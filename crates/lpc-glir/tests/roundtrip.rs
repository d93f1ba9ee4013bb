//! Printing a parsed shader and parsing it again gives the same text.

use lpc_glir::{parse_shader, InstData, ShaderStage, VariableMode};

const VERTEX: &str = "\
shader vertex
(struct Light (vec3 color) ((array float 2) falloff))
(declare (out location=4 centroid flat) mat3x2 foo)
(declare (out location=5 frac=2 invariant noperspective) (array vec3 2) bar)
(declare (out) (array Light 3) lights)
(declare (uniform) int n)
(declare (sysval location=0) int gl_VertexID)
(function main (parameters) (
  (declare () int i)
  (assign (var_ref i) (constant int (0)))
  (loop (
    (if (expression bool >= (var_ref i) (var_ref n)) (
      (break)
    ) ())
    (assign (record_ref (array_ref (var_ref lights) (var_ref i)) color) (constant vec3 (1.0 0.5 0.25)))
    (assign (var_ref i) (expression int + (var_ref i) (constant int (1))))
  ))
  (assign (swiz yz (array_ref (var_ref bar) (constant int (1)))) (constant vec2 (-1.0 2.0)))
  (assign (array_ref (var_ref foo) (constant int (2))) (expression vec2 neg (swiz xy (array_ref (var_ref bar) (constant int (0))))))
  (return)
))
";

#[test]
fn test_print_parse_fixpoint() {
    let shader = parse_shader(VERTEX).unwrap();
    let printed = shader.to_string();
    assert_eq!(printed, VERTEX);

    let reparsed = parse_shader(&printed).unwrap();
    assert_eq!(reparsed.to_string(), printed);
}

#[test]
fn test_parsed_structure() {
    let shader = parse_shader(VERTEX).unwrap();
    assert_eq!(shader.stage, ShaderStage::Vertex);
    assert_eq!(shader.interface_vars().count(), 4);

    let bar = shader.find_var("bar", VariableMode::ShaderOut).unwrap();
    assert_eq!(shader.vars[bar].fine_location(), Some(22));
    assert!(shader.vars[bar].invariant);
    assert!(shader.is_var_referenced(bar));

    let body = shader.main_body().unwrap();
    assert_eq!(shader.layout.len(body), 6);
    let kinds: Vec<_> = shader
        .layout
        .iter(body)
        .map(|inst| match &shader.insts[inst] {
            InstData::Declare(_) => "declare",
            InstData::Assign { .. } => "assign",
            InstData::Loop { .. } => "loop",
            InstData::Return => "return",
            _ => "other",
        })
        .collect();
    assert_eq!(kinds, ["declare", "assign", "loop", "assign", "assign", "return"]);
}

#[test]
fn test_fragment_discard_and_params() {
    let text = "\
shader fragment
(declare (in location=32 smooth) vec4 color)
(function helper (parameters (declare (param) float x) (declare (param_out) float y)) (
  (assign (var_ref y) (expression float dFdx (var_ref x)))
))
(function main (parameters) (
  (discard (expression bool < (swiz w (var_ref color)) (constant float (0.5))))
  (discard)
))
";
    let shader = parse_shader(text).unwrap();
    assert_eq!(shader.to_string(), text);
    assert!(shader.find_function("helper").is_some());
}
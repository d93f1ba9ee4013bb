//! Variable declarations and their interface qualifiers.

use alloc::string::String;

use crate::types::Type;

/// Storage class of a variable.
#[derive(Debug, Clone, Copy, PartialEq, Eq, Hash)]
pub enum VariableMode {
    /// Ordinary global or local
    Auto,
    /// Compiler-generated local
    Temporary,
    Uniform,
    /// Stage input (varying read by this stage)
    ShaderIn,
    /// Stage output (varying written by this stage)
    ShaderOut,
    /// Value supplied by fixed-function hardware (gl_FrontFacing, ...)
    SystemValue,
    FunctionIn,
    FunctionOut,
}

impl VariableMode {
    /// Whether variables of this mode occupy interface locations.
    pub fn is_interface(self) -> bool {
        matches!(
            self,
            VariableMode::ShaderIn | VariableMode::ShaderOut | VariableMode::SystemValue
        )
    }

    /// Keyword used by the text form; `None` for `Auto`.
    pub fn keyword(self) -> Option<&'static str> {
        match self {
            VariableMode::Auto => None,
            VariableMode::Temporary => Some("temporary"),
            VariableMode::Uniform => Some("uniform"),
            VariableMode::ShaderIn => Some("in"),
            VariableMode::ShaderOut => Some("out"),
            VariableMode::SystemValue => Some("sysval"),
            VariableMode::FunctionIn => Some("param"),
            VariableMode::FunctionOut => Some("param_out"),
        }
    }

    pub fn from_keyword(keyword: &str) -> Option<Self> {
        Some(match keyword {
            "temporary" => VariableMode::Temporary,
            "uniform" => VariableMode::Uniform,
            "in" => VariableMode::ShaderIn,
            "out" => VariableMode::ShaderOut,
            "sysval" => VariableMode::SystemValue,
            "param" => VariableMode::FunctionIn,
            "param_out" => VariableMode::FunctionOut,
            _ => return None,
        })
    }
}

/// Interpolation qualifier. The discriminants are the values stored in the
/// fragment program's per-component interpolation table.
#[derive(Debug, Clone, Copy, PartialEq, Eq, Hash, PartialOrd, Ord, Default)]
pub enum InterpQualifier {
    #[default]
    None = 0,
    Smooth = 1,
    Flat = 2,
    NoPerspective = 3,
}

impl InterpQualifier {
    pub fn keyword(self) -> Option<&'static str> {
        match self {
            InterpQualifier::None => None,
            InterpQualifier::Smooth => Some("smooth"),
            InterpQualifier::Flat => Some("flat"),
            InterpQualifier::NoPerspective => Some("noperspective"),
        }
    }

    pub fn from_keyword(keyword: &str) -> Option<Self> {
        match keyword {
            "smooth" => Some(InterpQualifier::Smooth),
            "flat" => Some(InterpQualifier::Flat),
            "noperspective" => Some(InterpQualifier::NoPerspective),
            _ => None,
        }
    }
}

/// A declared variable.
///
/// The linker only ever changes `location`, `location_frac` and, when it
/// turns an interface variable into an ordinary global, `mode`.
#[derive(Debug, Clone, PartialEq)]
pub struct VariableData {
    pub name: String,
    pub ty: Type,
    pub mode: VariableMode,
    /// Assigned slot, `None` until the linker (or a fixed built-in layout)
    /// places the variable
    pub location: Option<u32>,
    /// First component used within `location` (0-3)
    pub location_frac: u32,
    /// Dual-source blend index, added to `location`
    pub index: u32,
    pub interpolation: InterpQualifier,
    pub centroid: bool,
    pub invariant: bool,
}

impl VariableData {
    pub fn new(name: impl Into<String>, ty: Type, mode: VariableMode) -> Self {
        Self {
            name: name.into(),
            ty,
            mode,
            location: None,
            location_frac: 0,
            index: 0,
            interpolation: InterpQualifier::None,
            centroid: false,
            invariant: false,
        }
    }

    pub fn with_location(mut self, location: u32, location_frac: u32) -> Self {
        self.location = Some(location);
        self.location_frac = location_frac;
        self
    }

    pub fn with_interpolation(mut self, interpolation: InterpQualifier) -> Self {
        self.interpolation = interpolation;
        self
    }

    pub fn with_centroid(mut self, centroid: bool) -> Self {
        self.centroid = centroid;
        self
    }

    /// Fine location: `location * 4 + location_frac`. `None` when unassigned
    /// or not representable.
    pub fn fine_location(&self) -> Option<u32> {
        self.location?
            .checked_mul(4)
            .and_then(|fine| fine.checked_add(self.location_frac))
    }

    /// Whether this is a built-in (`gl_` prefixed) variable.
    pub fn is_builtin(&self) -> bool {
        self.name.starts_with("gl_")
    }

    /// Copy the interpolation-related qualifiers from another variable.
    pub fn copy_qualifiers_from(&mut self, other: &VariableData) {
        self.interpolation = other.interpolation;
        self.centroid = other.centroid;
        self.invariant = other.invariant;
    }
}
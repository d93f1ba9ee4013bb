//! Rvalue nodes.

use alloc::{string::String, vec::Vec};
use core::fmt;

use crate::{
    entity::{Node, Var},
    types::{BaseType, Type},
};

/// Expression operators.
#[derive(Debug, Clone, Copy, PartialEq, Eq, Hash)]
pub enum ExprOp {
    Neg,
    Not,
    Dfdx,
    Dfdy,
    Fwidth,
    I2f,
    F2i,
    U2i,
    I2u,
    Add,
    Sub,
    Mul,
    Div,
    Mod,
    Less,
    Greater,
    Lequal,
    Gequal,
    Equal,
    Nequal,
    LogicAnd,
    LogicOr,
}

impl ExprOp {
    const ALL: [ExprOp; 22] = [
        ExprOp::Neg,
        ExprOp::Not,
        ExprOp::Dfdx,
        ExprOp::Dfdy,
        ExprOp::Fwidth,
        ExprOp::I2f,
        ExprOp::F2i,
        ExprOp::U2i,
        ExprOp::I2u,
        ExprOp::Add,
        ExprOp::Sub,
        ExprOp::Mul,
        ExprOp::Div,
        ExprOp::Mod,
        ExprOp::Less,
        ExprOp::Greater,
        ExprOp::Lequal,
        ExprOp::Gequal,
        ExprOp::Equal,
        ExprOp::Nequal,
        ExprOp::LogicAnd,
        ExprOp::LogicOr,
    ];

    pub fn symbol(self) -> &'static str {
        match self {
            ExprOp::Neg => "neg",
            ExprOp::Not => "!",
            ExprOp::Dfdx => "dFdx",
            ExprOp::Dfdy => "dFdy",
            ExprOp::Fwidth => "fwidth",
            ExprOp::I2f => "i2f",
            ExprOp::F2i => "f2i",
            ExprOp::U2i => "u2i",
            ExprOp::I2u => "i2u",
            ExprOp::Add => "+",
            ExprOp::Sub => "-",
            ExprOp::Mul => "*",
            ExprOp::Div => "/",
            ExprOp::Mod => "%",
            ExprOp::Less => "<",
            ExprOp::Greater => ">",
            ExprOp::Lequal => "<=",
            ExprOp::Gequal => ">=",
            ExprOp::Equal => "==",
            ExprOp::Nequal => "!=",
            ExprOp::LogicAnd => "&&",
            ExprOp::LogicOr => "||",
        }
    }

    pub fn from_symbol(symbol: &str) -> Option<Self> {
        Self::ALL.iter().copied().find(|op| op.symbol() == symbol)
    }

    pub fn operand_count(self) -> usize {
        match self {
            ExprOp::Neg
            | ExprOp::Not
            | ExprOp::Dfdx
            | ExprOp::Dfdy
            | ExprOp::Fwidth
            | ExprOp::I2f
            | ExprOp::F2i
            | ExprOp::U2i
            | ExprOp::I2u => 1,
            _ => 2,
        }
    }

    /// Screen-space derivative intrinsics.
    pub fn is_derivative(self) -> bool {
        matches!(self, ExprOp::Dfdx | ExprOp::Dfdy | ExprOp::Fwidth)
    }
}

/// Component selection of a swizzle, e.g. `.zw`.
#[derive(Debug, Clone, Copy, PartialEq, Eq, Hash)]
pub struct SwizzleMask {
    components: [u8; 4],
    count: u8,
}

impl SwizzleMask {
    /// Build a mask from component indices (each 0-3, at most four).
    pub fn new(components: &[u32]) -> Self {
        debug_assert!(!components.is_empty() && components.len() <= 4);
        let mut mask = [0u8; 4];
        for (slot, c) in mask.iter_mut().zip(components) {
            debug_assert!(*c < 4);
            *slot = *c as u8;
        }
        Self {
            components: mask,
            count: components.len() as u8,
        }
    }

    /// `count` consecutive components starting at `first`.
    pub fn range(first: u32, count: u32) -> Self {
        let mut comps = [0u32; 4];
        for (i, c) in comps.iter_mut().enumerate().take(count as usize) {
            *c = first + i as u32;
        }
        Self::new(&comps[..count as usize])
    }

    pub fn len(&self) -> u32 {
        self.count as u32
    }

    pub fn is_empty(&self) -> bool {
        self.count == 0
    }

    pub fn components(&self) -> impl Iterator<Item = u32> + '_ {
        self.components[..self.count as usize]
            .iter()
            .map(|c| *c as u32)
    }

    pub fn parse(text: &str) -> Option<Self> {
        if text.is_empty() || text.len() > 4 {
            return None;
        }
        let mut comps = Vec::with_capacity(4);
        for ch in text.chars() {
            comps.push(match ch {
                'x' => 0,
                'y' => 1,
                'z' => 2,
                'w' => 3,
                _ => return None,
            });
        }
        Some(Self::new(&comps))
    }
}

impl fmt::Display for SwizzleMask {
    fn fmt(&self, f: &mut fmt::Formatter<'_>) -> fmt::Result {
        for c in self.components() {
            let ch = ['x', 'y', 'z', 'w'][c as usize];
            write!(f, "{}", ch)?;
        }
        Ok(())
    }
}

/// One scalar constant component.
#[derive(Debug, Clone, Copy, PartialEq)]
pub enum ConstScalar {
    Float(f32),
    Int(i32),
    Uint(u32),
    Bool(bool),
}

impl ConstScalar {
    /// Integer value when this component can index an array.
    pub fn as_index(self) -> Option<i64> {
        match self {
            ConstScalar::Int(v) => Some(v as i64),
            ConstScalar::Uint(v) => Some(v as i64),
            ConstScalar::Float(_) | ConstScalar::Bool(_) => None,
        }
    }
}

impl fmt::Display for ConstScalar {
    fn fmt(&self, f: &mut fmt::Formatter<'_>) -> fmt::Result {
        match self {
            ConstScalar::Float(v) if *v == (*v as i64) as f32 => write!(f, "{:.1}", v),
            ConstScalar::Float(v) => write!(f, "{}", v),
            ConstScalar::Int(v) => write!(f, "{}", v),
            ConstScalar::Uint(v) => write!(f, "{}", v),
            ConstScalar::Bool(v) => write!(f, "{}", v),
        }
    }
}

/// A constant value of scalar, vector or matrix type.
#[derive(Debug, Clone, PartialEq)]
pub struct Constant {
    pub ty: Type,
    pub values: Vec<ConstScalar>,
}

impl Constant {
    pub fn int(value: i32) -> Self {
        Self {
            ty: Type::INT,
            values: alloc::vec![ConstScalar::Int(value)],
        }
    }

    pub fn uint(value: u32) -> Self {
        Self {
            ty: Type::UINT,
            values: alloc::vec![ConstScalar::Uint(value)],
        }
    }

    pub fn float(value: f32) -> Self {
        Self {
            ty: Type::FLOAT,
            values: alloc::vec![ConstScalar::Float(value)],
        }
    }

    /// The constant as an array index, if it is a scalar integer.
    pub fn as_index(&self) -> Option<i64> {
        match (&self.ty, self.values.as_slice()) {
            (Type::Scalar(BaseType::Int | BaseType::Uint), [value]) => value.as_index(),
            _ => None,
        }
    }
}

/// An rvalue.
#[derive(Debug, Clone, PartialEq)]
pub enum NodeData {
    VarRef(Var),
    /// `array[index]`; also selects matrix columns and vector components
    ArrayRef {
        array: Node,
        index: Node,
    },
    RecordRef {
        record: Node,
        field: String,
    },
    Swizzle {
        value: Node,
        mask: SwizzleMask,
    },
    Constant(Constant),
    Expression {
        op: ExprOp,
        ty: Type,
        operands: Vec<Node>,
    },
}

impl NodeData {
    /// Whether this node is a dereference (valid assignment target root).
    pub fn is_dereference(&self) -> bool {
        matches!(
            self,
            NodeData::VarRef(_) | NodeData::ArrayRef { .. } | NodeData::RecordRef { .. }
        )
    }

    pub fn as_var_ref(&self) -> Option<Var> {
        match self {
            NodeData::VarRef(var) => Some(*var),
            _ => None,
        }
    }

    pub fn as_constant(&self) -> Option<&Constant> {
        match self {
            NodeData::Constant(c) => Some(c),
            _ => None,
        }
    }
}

------------------------------------------------------------

# Task prompt:
Identify the lines in the entries that hold "LogicAnd" and return each one.

# Written answer:
    LogicAnd,
        ExprOp::LogicAnd,
            ExprOp::LogicAnd => "&&",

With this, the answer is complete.